» Stored data
== Segment start ==

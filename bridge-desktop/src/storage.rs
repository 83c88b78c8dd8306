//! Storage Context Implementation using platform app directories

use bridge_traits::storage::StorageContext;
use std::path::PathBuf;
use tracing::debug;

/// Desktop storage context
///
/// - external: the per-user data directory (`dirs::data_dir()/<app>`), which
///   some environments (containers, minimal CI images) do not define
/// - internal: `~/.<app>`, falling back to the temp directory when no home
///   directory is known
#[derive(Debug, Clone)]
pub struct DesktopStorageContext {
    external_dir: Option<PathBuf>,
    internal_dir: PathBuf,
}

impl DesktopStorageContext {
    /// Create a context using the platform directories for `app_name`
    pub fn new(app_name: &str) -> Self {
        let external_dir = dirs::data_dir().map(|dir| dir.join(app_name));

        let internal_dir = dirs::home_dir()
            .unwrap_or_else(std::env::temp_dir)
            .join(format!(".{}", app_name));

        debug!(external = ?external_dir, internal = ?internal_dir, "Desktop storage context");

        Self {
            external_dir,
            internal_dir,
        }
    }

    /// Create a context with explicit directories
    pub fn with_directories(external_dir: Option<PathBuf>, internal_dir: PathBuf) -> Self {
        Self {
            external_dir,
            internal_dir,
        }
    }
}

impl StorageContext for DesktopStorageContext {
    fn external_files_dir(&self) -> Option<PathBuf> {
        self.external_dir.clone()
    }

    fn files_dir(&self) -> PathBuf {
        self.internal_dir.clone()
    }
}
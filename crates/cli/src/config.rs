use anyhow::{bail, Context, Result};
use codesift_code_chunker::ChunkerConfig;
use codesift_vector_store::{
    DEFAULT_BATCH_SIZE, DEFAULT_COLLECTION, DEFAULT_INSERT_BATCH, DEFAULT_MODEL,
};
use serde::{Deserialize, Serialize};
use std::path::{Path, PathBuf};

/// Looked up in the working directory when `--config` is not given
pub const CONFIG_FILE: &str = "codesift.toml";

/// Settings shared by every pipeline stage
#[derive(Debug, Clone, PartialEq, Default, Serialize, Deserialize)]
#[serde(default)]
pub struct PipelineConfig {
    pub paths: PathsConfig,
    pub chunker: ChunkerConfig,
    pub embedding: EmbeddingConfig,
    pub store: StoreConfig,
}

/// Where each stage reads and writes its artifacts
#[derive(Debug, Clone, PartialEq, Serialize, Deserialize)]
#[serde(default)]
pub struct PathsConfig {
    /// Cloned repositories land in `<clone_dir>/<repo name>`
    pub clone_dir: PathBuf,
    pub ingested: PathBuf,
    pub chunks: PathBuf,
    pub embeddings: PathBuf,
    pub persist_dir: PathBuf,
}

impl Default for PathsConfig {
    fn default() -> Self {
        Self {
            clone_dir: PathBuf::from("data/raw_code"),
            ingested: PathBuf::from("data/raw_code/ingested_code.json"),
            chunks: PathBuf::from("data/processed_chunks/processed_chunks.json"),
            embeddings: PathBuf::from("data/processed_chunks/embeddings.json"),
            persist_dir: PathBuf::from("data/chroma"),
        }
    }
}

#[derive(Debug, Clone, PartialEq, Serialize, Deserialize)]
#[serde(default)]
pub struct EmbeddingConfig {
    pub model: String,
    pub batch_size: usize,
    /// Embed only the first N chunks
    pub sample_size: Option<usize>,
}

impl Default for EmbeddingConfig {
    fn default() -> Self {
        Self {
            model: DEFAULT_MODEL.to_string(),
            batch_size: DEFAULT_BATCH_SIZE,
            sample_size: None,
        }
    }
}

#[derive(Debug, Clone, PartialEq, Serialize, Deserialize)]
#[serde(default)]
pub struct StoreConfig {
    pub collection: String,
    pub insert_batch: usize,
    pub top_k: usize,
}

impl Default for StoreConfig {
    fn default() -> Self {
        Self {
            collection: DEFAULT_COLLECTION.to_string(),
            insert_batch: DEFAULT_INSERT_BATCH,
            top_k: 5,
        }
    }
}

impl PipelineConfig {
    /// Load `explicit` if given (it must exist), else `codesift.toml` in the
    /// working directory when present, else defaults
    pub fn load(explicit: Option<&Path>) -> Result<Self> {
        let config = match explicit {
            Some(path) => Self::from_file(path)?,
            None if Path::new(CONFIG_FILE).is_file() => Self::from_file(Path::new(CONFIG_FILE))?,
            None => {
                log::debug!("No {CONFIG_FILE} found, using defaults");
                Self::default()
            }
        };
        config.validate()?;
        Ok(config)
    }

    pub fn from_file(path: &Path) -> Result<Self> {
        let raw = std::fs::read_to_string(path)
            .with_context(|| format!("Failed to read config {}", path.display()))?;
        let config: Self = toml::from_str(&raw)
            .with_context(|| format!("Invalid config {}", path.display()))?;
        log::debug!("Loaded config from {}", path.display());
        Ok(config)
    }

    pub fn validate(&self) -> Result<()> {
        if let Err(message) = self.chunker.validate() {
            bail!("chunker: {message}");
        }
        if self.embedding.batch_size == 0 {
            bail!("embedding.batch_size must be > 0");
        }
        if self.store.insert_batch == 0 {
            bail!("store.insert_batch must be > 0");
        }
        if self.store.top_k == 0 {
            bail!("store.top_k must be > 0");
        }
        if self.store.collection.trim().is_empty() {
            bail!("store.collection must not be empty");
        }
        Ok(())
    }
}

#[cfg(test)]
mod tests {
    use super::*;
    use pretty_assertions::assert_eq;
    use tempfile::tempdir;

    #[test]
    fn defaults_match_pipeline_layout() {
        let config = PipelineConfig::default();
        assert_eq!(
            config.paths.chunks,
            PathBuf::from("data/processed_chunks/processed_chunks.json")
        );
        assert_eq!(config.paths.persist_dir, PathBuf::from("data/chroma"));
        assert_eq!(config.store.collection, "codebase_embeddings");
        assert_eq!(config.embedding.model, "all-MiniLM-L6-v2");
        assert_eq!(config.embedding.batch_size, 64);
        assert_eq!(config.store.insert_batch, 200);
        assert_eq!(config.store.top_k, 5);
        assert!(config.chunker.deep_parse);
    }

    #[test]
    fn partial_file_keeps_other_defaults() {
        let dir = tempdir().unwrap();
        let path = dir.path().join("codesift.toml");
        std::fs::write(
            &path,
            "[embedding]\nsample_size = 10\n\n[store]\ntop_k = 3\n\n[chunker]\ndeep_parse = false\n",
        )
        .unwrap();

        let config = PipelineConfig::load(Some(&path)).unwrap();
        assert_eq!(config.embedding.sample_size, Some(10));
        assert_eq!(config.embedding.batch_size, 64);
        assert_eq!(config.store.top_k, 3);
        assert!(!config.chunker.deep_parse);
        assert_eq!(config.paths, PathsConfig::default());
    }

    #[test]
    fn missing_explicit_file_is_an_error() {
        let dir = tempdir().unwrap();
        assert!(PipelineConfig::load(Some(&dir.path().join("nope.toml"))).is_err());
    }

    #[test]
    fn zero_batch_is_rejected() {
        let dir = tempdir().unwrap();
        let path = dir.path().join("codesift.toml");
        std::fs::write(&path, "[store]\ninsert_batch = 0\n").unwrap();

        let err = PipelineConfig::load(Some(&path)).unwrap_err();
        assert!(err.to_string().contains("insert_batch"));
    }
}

== Segment end ==

» To do
Some lines of the records may contain the string "given". State how many do, as a number alone.

» Exercise output
2